### [Instructions for the task]
Return every line of the data exactly as it stands.

### [Task data]
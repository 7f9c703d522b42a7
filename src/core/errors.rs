use std::path::PathBuf;

/// Failures of the sandboxing infrastructure itself. Outcomes of the
/// confined program are never reported through this type.
#[derive(Debug, thiserror::Error)]
pub enum SandboxError {
    #[error("sandbox used before it was acquired")]
    NotAcquired,

    #[error("failed to initialise sandbox: {msg}")]
    Init { msg: String },

    #[error("invalid command {command:?}")]
    InvalidCommand { command: String },

    #[error("sandbox io error: {0}")]
    Io(#[from] std::io::Error),
}

#[derive(Debug, thiserror::Error)]
pub enum CompileError {
    #[error("compilation finished with status {status}")]
    Failed { status: String },

    #[error("compiler did not produce {}", path.display())]
    MissingArtifact { path: PathBuf },

    #[error(transparent)]
    Sandbox(#[from] SandboxError),

    #[error("failed to store artifact: {0}")]
    Io(#[from] std::io::Error),
}

#[derive(Debug, thiserror::Error)]
pub enum TestSetError {
    #[error("test {number} has no verdict recorded")]
    NoVerdict { number: u32 },

    #[error("test {number} already has a verdict")]
    VerdictAlreadyRecorded { number: u32 },
}

#[derive(Debug, thiserror::Error)]
pub enum CheckError {
    #[error("malformed judgement: {msg}")]
    MalformedJudgement { msg: String },

    #[error(transparent)]
    Sandbox(#[from] SandboxError),

    #[error(transparent)]
    TestSet(#[from] TestSetError),

    #[error("checker io error: {0}")]
    Io(#[from] std::io::Error),
}

/// Any fault that aborts judging of a submission.
#[derive(Debug, thiserror::Error)]
pub enum JudgeError {
    #[error(transparent)]
    Compile(#[from] CompileError),

    #[error(transparent)]
    Check(#[from] CheckError),

    #[error(transparent)]
    TestSet(#[from] TestSetError),

    #[error("failed to load job {submission_id}: {msg}")]
    Load { submission_id: String, msg: String },

    #[error("test set finished without an aggregate verdict")]
    Unfinished,
}

#[derive(Debug, thiserror::Error)]
#[error("failed to submit report for {submission_id}: {msg}")]
pub struct SubmitError {
    pub submission_id: String,
    pub msg: String,
}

### [Response area]
repository 7f9c703d522b42a7
filename src/core/errors.rs
use std::path::PathBuf;

/// Failures of the sandboxing infrastructure itself. Outcomes of the
/// confined program are never reported through this type.
#[derive(Debug, thiserror::Error)]
pub enum SandboxError {
    #[error("sandbox used before it was acquired")]
    NotAcquired,

    #[error("failed to initialise sandbox: {msg}")]
    Init { msg: String },

    #[error("invalid command {command:?}")]
    InvalidCommand { command: String },

    #[error("sandbox io error: {0}")]
    Io(#[from] std::io::Error),
}

#[derive(Debug, thiserror::Error)]
pub enum CompileError {
    #[error("compilation finished with status {status}")]
    Failed { status: String },

    #[error("compiler did not produce {}", path.display())]
    MissingArtifact { path: PathBuf },

    #[error(transparent)]
    Sandbox(#[from] SandboxError),

    #[error("failed to store artifact: {0}")]
    Io(#[from] std::io::Error),
}

#[derive(Debug, thiserror::Error)]
pub enum TestSetError {
    #[error("test {number} has no verdict recorded")]
    NoVerdict { number: u32 },

    #[error("test {number} already has a verdict")]
    VerdictAlreadyRecorded { number: u32 },
}

#[derive(Debug, thiserror::Error)]
pub enum CheckError {
    #[error("malformed judgement: {msg}")]
    MalformedJudgement { msg: String },

    #[error(transparent)]
    Sandbox(#[from] SandboxError),

    #[error(transparent)]
    TestSet(#[from] TestSetError),

    #[error("checker io error: {0}")]
    Io(#[from] std::io::Error),
}

/// Any fault that aborts judging of a submission.
#[derive(Debug, thiserror::Error)]
pub enum JudgeError {
    #[error(transparent)]
    Compile(#[from] CompileError),

    #[error(transparent)]
    Check(#[from] CheckError),

    #[error(transparent)]
    TestSet(#[from] TestSetError),

    #[error("failed to load job {submission_id}: {msg}")]
    Load { submission_id: String, msg: String },

    #[error("test set finished without an aggregate verdict")]
    Unfinished,
}

#[derive(Debug, thiserror::Error)]
#[error("failed to submit report for {submission_id}: {msg}")]
pub struct SubmitError {
    pub submission_id: String,
    pub msg: String,
}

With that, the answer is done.